Nice example of John Speed's map of Virginia and Maryland, which was engraved by Francis Lamb and first appeared in the enlarged edition of Speed's Atlas in 1676.
Speed's map of Virginia and Maryland is one of the first to incorporate the information from Augustine Herrman's Virginia and Maryland As it is Planted and Inhabited this present Year 1670 Surveyed and Exactly Drawne by the Only Labour & Endeavour of Augustin Herrman Boehemiensis, a few years prior to the Speed map's publication. Fascinating description of the Maryland and Virginia in English text on the verso.
The majority of the cartographic information derives from John Smith's earlier map of Virginia. Speed's 4 maps of the English colonies in America hold the distinction of being the first "new" set of printed maps of the Colonies to appear in a commercial atlas after the English took control of what would become the British Colonies in North America and later the first 13 states (although in truth there are Francis Lamb's maps, prepared for Thomas Bassett and Richard Chiswell, as Speed had been dead for half a century by the time these maps were engraved.
John Speed (1551 or '52 - 28 July 1629) was the best known English mapmaker of the Stuart period. Speed came to mapmaking late in life, producing his first maps in the 1590s and entering the trade in earnest when he was almost 60 years old.

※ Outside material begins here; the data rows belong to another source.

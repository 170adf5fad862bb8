use clap::Parser;
use opengpts_client::cli::Args;
use opengpts_client::config::{Config, JsonConfig};
use std::collections::HashMap;
use std::fs;
use std::time::Duration;
use tempfile::TempDir;

fn args(extra: &[&str]) -> Args {
    let mut argv = vec!["opengpts"];
    argv.extend_from_slice(extra);
    argv.push("health");
    Args::parse_from(argv)
}

fn env_from(pairs: &[(&str, &str)]) -> impl Fn(&str) -> Option<String> {
    let vars: HashMap<String, String> = pairs
        .iter()
        .map(|(k, v)| (k.to_string(), v.to_string()))
        .collect();
    move |key| vars.get(key).cloned()
}

#[test]
fn test_defaults_without_any_source() {
    let config = Config::from_sources(&args(&[]), env_from(&[]), JsonConfig::default()).unwrap();

    assert_eq!(config.url, "http://localhost:8100");
    assert_eq!(config.request_timeout, 10);
    assert_eq!(config.stream_timeout, 30);
    assert_eq!(config.ingest_timeout, 60);
    assert!(config.user_id.is_none());
    assert!(config.target_assistant_ids.is_none());
    assert!(!config.verbose);
}

#[test]
fn test_cli_beats_env_beats_file() {
    let temp_dir = TempDir::new().unwrap();
    let path = temp_dir.path().join("opengpts.yaml");
    fs::write(
        &path,
        "api:\n  url: http://file:8100\n  stream_timeout: 45\nsession:\n  user_id: file-user\n",
    )
    .unwrap();
    let file = JsonConfig::load_from(&path).unwrap();

    let env = env_from(&[
        ("OPENGPTS_URL", "http://env:8100"),
        ("OPENGPTS_USER_ID", "env-user"),
    ]);
    let config = Config::from_sources(&args(&["--url", "http://cli:8100/"]), env, file).unwrap();

    assert_eq!(config.url, "http://cli:8100");
    assert_eq!(config.user_id.as_deref(), Some("env-user"));
    assert_eq!(config.stream_timeout, 45);
}

#[test]
fn test_json_config_file() {
    let temp_dir = TempDir::new().unwrap();
    let path = temp_dir.path().join(".opengpts.json");
    fs::write(
        &path,
        r#"{"assistants": {"targets": ["a-1", "a-2"]}, "session": {"verbose": true}}"#,
    )
    .unwrap();

    let file = JsonConfig::load_from(&path).unwrap();
    let config = Config::from_sources(&args(&[]), env_from(&[]), file).unwrap();

    assert_eq!(
        config.target_assistant_ids,
        Some(vec!["a-1".to_string(), "a-2".to_string()])
    );
    assert!(config.verbose);
}

#[test]
fn test_target_assistants_from_env() {
    let env = env_from(&[("TARGET_ASSISTANT_IDS", "a-1, a-2,")]);
    let config = Config::from_sources(&args(&[]), env, JsonConfig::default()).unwrap();
    assert_eq!(
        config.target_assistant_ids,
        Some(vec!["a-1".to_string(), "a-2".to_string()])
    );
}

#[test]
fn test_invalid_values_are_rejected() {
    let env = env_from(&[("OPENGPTS_STREAM_TIMEOUT", "soon")]);
    assert!(Config::from_sources(&args(&[]), env, JsonConfig::default()).is_err());

    assert!(Config::from_sources(
        &args(&["--url", "localhost:8100"]),
        env_from(&[]),
        JsonConfig::default()
    )
    .is_err());
}

#[test]
fn test_broken_config_file_reports_path() {
    let temp_dir = TempDir::new().unwrap();
    let path = temp_dir.path().join("opengpts.yml");
    fs::write(&path, "api: [not, a, mapping").unwrap();

    let err = JsonConfig::load_from(&path).unwrap_err();
    assert!(err.to_string().contains("opengpts.yml"));
}

#[test]
fn test_client_config_conversion() {
    let env = env_from(&[("OPENGPTS_REQUEST_TIMEOUT", "3")]);
    let config = Config::from_sources(&args(&["--user-id", "cli-user"]), env, JsonConfig::default())
        .unwrap();

    let client_config = config.client_config(None);
    assert_eq!(client_config.user_id.as_deref(), Some("cli-user"));
    assert_eq!(client_config.request_timeout, Duration::from_secs(3));

    let saved = config.client_config(Some("saved-user".to_string()));
    assert_eq!(saved.user_id.as_deref(), Some("saved-user"));
}
#![allow(dead_code)]

use opengpts_client::{ClientConfig, OpenGptsClient};
use serde_json::{json, Value};
use std::time::Duration;
use wiremock::MockServer;

pub const USER_ID: &str = "user-1";

pub fn client_for(server: &MockServer) -> OpenGptsClient {
    OpenGptsClient::new(ClientConfig {
        user_id: Some(USER_ID.to_string()),
        ..ClientConfig::new(server.uri())
    })
    .unwrap()
}

pub fn client_with_stream_timeout(server: &MockServer, timeout: Duration) -> OpenGptsClient {
    OpenGptsClient::new(ClientConfig {
        user_id: Some(USER_ID.to_string()),
        stream_timeout: timeout,
        ..ClientConfig::new(server.uri())
    })
    .unwrap()
}

pub fn assistant_json(id: &str, name: &str) -> Value {
    json!({
        "assistant_id": id,
        "user_id": USER_ID,
        "name": name,
        "config": {"configurable": {"type": "chatbot"}},
        "updated_at": "2024-03-01T12:00:00.000000+00:00",
        "public": false
    })
}

pub fn thread_json(id: &str, assistant_id: &str, name: &str, updated_at: &str) -> Value {
    json!({
        "thread_id": id,
        "user_id": USER_ID,
        "assistant_id": assistant_id,
        "name": name,
        "updated_at": updated_at
    })
}

/// Formats frames the way the server writes them.
pub fn sse(frames: &[(&str, Value)]) -> String {
    frames
        .iter()
        .map(|(event, data)| format!("event: {}\r\ndata: {}\r\n\r\n", event, data))
        .collect()
}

John Speed's fame, which continues to this day, lies with two atlases, The Theatre of the Empire of Great Britaine (first published 1612), and the Prospect of the Most Famous Parts of the World (1627). While The Theatre ... started as solely a county atlas, it grew into an impressive world atlas with the inclusion of the Prospect in 1627. The plates for the atlas passed through many hands in the 17th century, and the book finally reached its apotheosis in 1676 when it was published by Thomas Bassett and Richard Chiswell, with a number of important maps added for the first time.